GOAL OF THE EXERCISE => Check every line below for the string "usable", and copy the lines that contain it.

SUPPLIED DATA =>
- Opening Delimiter -

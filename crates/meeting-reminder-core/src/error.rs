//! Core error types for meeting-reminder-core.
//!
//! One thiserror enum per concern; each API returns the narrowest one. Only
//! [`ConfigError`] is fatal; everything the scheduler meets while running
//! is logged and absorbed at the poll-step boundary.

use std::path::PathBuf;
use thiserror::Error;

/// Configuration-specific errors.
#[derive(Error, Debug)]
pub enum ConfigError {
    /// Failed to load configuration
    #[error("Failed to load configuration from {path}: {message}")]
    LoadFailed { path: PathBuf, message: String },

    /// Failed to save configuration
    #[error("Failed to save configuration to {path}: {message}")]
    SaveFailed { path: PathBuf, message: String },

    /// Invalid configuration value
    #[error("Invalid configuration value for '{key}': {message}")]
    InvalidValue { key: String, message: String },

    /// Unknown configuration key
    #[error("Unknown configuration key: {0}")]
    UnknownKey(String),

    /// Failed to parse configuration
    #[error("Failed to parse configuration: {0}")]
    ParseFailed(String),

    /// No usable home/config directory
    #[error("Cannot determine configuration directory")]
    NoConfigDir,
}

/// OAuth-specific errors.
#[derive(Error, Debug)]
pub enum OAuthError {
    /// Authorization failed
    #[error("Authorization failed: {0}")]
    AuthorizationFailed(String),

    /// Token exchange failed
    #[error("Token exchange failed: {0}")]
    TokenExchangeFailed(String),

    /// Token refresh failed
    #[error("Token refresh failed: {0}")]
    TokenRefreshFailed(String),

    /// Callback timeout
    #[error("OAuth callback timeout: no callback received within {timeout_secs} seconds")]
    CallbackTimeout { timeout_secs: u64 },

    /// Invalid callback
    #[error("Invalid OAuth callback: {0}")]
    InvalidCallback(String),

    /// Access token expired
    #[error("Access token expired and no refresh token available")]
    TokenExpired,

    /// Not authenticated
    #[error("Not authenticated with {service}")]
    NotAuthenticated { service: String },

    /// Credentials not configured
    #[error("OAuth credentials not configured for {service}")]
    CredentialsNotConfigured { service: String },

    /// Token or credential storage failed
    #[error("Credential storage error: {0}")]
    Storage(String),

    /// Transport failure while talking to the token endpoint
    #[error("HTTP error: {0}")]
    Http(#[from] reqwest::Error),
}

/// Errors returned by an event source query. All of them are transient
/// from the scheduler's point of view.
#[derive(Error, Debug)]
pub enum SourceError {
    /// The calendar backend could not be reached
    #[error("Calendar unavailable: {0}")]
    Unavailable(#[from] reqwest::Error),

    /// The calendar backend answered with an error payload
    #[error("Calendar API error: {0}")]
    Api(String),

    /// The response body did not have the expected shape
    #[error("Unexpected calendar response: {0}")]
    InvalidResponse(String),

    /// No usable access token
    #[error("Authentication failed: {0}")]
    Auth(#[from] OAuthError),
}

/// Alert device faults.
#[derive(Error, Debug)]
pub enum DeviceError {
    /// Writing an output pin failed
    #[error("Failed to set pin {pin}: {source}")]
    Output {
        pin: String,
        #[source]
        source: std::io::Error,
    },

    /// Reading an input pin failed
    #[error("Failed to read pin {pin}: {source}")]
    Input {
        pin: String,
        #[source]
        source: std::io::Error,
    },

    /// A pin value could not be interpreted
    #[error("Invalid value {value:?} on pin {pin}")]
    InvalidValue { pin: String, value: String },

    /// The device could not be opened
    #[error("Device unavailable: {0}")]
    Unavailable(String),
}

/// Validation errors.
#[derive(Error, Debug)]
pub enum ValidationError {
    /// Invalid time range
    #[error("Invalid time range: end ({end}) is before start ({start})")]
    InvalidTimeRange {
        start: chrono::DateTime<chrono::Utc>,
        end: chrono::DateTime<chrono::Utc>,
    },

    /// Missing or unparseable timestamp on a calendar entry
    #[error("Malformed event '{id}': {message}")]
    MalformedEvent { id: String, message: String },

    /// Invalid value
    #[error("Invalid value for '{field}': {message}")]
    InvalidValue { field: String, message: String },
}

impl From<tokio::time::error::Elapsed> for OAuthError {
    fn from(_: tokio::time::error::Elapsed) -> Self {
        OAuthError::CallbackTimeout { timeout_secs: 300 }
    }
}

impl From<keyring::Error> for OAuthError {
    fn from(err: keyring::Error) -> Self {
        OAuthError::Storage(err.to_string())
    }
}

- Closing Delimiter -

TASK ANSWER =>
    /// No usable home/config directory
    /// No usable access token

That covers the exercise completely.